Spectacle de la Compagnie La Gargouille mis en scène de Reda Samoudi avec François Duhem, Stéphane Duperay, Cathy Martin et François Rousseau
Sachez tout de même que le spectacle commence dans le hall d’accueil du théâtre. Quelques minutes avant la représentation, entrent successivement des personnes dont le physique, l’attitude, le comportement sont en complète inadéquation avec le reste de l’assemblée. Les spectateurs attentifs à ce qui se passent autour d’eux perçoivent immédiatement à l’entrée de la jeune fille en duffle coat, couettes et lunettes la différence.
Quelle différence ? La différence à la normalité, la normalité sociétale. Impossible pour les spectateurs encore dans leurs conversations de rater cependant le jeune caractériel ou le grand escogriffe en combinaison blanche qui s’asseoit et regarde fixement devant lui, laissant parfois échapper quelques onomatopées. Le ton est donné. La folie, ô combien contingente, est parmi nous.
Et le spectacle est aussi dans ce hall. Voir les réactions du public : surpris, interloqué, indifférent ou pouffant pour cacher sa gêne.
L’argument : trois personnes ont gagné une séance gratuite de thérapie de groupe organisée par une concierge psychanalyste diplômée de l’enseignement par correspondance.
Pas de doute : le comportement de deux d’entre eux ne prêtent pas à confusion : Jean François Jeff autiste dont les circuits neuronaux ont été totalement corrodés par l’abus des jeux vidéos et Mélanie l’exterminatrice des pigeons qui ont boulotté son petit ami lorsqu’il interprétait une miette de pain.
Pour la troisième, Klara, qui se défend d’avoir un quelconque besoin de thérapie, le comportement est en apparence le moins déviant. Mais la folie serait-elle contagieuse ? Elle se trouve vite immergée dans une folie communicative résultant de leur confrontation.
Quant à l’extraterrestre, Ed, qui agite une cloche, mange, répète la mythique phrase biblique de Pulp fiction, on peut se perdre en conjectures.

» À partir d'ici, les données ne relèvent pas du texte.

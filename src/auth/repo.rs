use async_trait::async_trait;
use sqlx::PgPool;

use crate::{auth::repo_types::User, error::StoreError};

/// Persistence of user identities and password hashes.
#[async_trait]
pub trait UserStore: Send + Sync {
    /// Insert a user; fails with `DuplicateEmail` when the email is taken.
    async fn create_user(
        &self,
        email: &str,
        password_hash: &str,
        name: Option<&str>,
    ) -> Result<i64, StoreError>;

    async fn get_user_by_email(&self, email: &str) -> Result<User, StoreError>;

    async fn get_user_by_id(&self, id: i64) -> Result<User, StoreError>;
}

#[derive(Clone)]
pub struct PgUserStore {
    db: PgPool,
}

impl PgUserStore {
    pub fn new(db: PgPool) -> Self {
        Self { db }
    }
}

#[async_trait]
impl UserStore for PgUserStore {
    async fn create_user(
        &self,
        email: &str,
        password_hash: &str,
        name: Option<&str>,
    ) -> Result<i64, StoreError> {
        let id = sqlx::query_scalar::<_, i64>(
            r#"
            INSERT INTO users (email, password_hash, name)
            VALUES ($1, $2, $3)
            RETURNING id
            "#,
        )
        .bind(email)
        .bind(password_hash)
        .bind(name)
        .fetch_one(&self.db)
        .await
        .map_err(|e| match e {
            sqlx::Error::Database(ref db_err) if db_err.is_unique_violation() => {
                StoreError::DuplicateEmail
            }
            other => StoreError::Database(other),
        })?;
        Ok(id)
    }

    async fn get_user_by_email(&self, email: &str) -> Result<User, StoreError> {
        sqlx::query_as::<_, User>(
            r#"
            SELECT id, email, password_hash, name
            FROM users
            WHERE email = $1
            "#,
        )
        .bind(email)
        .fetch_optional(&self.db)
        .await?
        .ok_or(StoreError::NotFound)
    }

    async fn get_user_by_id(&self, id: i64) -> Result<User, StoreError> {
        sqlx::query_as::<_, User>(
            r#"SELECT id, email, password_hash, name FROM users WHERE id = $1"#,
        )
        .bind(id)
        .fetch_optional(&self.db)
        .await?
        .ok_or(StoreError::NotFound)
    }
}
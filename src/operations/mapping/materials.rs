use serde::Serialize;

use super::RoomType;
use crate::plan::PlanType;

/// Floor finish.
#[derive(Debug, Clone, Copy, PartialEq, Eq, Serialize)]
#[serde(rename_all = "snake_case")]
pub enum FloorMaterial {
    Ceramica,
    Madera,
    Parquet,
}

/// Wall finish.
#[derive(Debug, Clone, Copy, PartialEq, Eq, Serialize)]
#[serde(rename_all = "snake_case")]
pub enum WallMaterial {
    Ceramica,
    Pintura,
    /// Re-plastered and painted.
    AlisadoPintura,
    /// No finish (open-air walls).
    Ninguno,
}

/// Finish materials of a room and whether existing finishes are removed.
#[derive(Debug, Clone, Copy, PartialEq, Eq, Serialize)]
#[serde(rename_all = "camelCase")]
pub struct RoomMaterials {
    pub floor: FloorMaterial,
    pub walls: WallMaterial,
    pub remove_floor: bool,
    pub remove_walls: bool,
}

#[derive(Debug, Clone, Copy, PartialEq, Eq)]
enum Category {
    Wet,
    Dry,
    Outdoor,
}

const CATEGORIES: &[(RoomType, Category)] = &[
    (RoomType::Bano, Category::Wet),
    (RoomType::Cocina, Category::Wet),
    (RoomType::Terraza, Category::Outdoor),
];

const fn materials(
    floor: FloorMaterial,
    walls: WallMaterial,
    remove_floor: bool,
    remove_walls: bool,
) -> RoomMaterials {
    RoomMaterials {
        floor,
        walls,
        remove_floor,
        remove_walls,
    }
}

const DEFAULTS: &[(Category, PlanType, RoomMaterials)] = &[
    (
        Category::Wet,
        PlanType::Before,
        materials(FloorMaterial::Ceramica, WallMaterial::Ceramica, true, true),
    ),
    (
        Category::Wet,
        PlanType::After,
        materials(FloorMaterial::Ceramica, WallMaterial::Ceramica, false, false),
    ),
    (
        Category::Dry,
        PlanType::Before,
        materials(FloorMaterial::Madera, WallMaterial::Pintura, false, false),
    ),
    (
        Category::Dry,
        PlanType::After,
        materials(FloorMaterial::Parquet, WallMaterial::AlisadoPintura, false, false),
    ),
    (
        Category::Outdoor,
        PlanType::Before,
        materials(FloorMaterial::Ceramica, WallMaterial::Ninguno, true, false),
    ),
    (
        Category::Outdoor,
        PlanType::After,
        materials(FloorMaterial::Ceramica, WallMaterial::Ninguno, false, false),
    ),
];

fn category(room_type: RoomType) -> Category {
    CATEGORIES
        .iter()
        .find(|(t, _)| *t == room_type)
        .map_or(Category::Dry, |&(_, c)| c)
}

fn lookup(category: Category, plan_type: PlanType) -> RoomMaterials {
    DEFAULTS
        .iter()
        .find(|(c, p, _)| *c == category && *p == plan_type)
        .map_or(
            materials(FloorMaterial::Madera, WallMaterial::Pintura, false, false),
            |&(_, _, m)| m,
        )
}

/// Type-based default finishes for a room in the given plan state.
#[must_use]
pub fn default_materials(room_type: RoomType, plan_type: PlanType) -> RoomMaterials {
    lookup(category(room_type), plan_type)
}

/// Default finishes with the editor's explicit ceramic flags applied.
///
/// `Some(true)` forces ceramic (removed in the before state), `Some(false)`
/// forces the dry-room finish, `None` keeps the type default.
#[must_use]
pub fn resolve_materials(
    room_type: RoomType,
    plan_type: PlanType,
    has_ceramic_floor: Option<bool>,
    has_ceramic_walls: Option<bool>,
) -> RoomMaterials {
    let mut resolved = default_materials(room_type, plan_type);
    let dry = lookup(Category::Dry, plan_type);
    let remove_ceramic = plan_type.is_before();

    match has_ceramic_floor {
        Some(true) => {
            resolved.floor = FloorMaterial::Ceramica;
            resolved.remove_floor = remove_ceramic;
        }
        Some(false) if resolved.floor == FloorMaterial::Ceramica => {
            resolved.floor = dry.floor;
            resolved.remove_floor = dry.remove_floor;
        }
        _ => {}
    }
    match has_ceramic_walls {
        Some(true) => {
            resolved.walls = WallMaterial::Ceramica;
            resolved.remove_walls = remove_ceramic;
        }
        Some(false) if resolved.walls == WallMaterial::Ceramica => {
            resolved.walls = dry.walls;
            resolved.remove_walls = dry.remove_walls;
        }
        _ => {}
    }
    resolved
}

Existe-t-il vraiment ? Est-il fou ? Sommes-nous en fait dans un hôpital psychiatrique ? A chacun sa vérité !
Tour à tour drôles, émouvants, horripilants, irrésistibles, ces personnages prennent corps et vie et nous renvoient à notre propre perception de la différence de l’autre. Ils nous entraînent aussi dans leur univers de manière quasi insidieuse sous couvert de burlesque, de non-sens et d’absurde, ou tout simplement quand la réalité est poussée à ses limites.

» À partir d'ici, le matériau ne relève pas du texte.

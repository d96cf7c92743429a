//! Editor-format floor plan data.
//!
//! These types mirror the payload the floor-plan editor persists: walls,
//! openings attached to walls, shunts and room polygons. Coordinates and
//! lengths are in centimeters; the ceiling height is in meters.

mod document;
mod element;
mod room;

pub use document::{FloorPlanData, FloorPlanDocument, PlanType, DEFAULT_CEILING_HEIGHT};
pub use element::{OpenType, Opening, Point, Shunt, Wall};
pub use room::Room;
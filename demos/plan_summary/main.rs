//! Prints room statistics of an editor floor plan.
//!
//! ```text
//! cargo run --example plan_summary -- plan.json               # after state
//! cargo run --example plan_summary -- plan.json --before      # before state
//! cargo run --example plan_summary -- plan.json --config cfg.json
//! ```
//!
//! `cfg.json` holds `MappingParams`, e.g.
//! `{"stats": {"tolerance": 2.0}, "door_fallback": "disabled"}`.

use std::path::PathBuf;

use plano::format::{format_es, format_es_unit};
use plano::operations::mapping::{MapEditorRooms, MappingParams};
use plano::operations::stats::PlanSummary;
use plano::plan::FloorPlanData;
use plano::{PlanoError, Result};

struct Args {
    plan: PathBuf,
    config: Option<PathBuf>,
    before: bool,
}

fn parse_args() -> Result<Args> {
    let mut plan = None;
    let mut config = None;
    let mut before = false;
    let mut args = std::env::args().skip(1);
    while let Some(arg) = args.next() {
        match arg.as_str() {
            "--before" => before = true,
            "--config" => {
                config = Some(args.next().map(PathBuf::from).ok_or_else(|| {
                    PlanoError::InvalidArgument("--config needs a path".to_owned())
                })?);
            }
            _ => plan = Some(PathBuf::from(arg)),
        }
    }
    let plan = plan.ok_or_else(|| {
        PlanoError::InvalidArgument("usage: plan_summary <plan.json> [--before]".to_owned())
    })?;
    Ok(Args {
        plan,
        config,
        before,
    })
}

fn read(path: &PathBuf) -> Result<String> {
    std::fs::read_to_string(path)
        .map_err(|e| PlanoError::InvalidArgument(format!("{}: {e}", path.display())))
}

fn main() -> Result<()> {
    // Default: WARN for everything, INFO for plano.
    // Override with RUST_LOG env var (e.g. RUST_LOG=plano=debug).
    let env_filter = tracing_subscriber::EnvFilter::from_default_env()
        .add_directive(tracing_subscriber::filter::LevelFilter::WARN.into())
        .add_directive("plano=info".parse().unwrap_or_default());
    tracing_subscriber::fmt().with_env_filter(env_filter).init();

    let args = parse_args()?;
    let data = FloorPlanData::from_json(&read(&args.plan)?)?;
    let params: MappingParams = match &args.config {
        Some(path) => serde_json::from_str(&read(path)?)?,
        None => MappingParams::default(),
    };

    let summary = PlanSummary::new(&data).with_params(params.stats).execute()?;
    println!(
        "{:<24} {:>10} {:>10} {:>10} {:>10}",
        "Estancia", "Área", "Paredes", "Pilares", "Total"
    );
    for room in &summary.rooms {
        println!(
            "{:<24} {:>10} {:>10} {:>10} {:>10}",
            room.name,
            format_es_unit(room.stats.area, "m²"),
            format_es_unit(room.stats.wall_perimeter, "m"),
            format_es_unit(room.stats.column_perimeter, "m"),
            format_es_unit(room.stats.total_perimeter, "m"),
        );
    }
    println!(
        "{:<24} {:>10} {:>10} {:>10} {:>10}",
        "Total",
        format_es_unit(summary.total_area, "m²"),
        format_es_unit(summary.total_wall_perimeter, "m"),
        format_es_unit(summary.total_column_perimeter, "m"),
        format_es_unit(summary.total_perimeter, "m"),
    );
    println!(
        "Muros: {} m · Superficie de pared: {} m² · Puertas: {} · Ventanas: {}",
        format_es(summary.wall_length),
        format_es(summary.wall_surface),
        summary.door_count,
        summary.window_count,
    );
    if !summary.low_confidence_rooms.is_empty() {
        println!("Sin muros asociados: {}", summary.low_confidence_rooms.join(", "));
    }

    let rooms = MapEditorRooms::new(&data, args.before)
        .with_params(params)
        .execute()?;
    println!();
    for room in &rooms {
        println!(
            "{:<24} {:<10} puertas {}{} ventanas {} suelo {:?} paredes {:?}",
            room.name,
            room.room_type,
            room.doors,
            if room.inferred_door { "*" } else { "" },
            room.windows,
            room.materials.floor,
            room.materials.walls,
        );
    }
    Ok(())
}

Représentation sans temps mort... et ce sera bien le seul. En effet, outre le spectateur qui sera mort de rire, les morts sanguinolents et les meurtres cruels abondent car ces fous ne sont pas si gentils que ça finalement.

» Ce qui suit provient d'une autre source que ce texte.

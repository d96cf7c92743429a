use std::collections::BTreeSet;

use serde::Serialize;

use crate::plan::{OpenType, Opening};

/// Number of openings per variant.
#[derive(Debug, Clone, Copy, PartialEq, Eq, Default, Serialize)]
pub struct OpeningCounts {
    pub single: u32,
    pub double: u32,
    pub sliding: u32,
}

impl OpeningCounts {
    #[must_use]
    pub fn total(&self) -> u32 {
        self.single + self.double + self.sliding
    }

    fn add(&mut self, open_type: OpenType) {
        match open_type {
            OpenType::Single => self.single += 1,
            OpenType::Double => self.double += 1,
            OpenType::Sliding => self.sliding += 1,
        }
    }
}

/// Counts the openings sitting on one of `room_walls`.
///
/// Openings whose wall is not in `known_walls` are ignored, as are
/// openings on walls that do not bound the room.
#[must_use]
pub fn count_openings(
    openings: &[Opening],
    room_walls: &[&str],
    known_walls: &BTreeSet<&str>,
) -> OpeningCounts {
    let mut counts = OpeningCounts::default();
    for opening in openings.iter().filter(|o| {
        let wall = o.wall_id.as_str();
        known_walls.contains(wall) && room_walls.contains(&wall)
    }) {
        counts.add(opening.open_type);
    }
    counts
}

Les comédiens sont excellents : François Rousseau, Don Quichotte revenu de Mars ou Mac Beth sorti d’un train fantôme, Cathy Martin la chimiste volatilophobe, François Duhem en compulsif et Stéphanie Duperay en poupée Barbie schizophrène.
Quant à la mise en scène astucieuse et atypique, elle nous conduit toujours sur le fil du rasoir entre rire et gravité, comme dans la vie. La folie ne serait-elle pas une respiration de l’âme ?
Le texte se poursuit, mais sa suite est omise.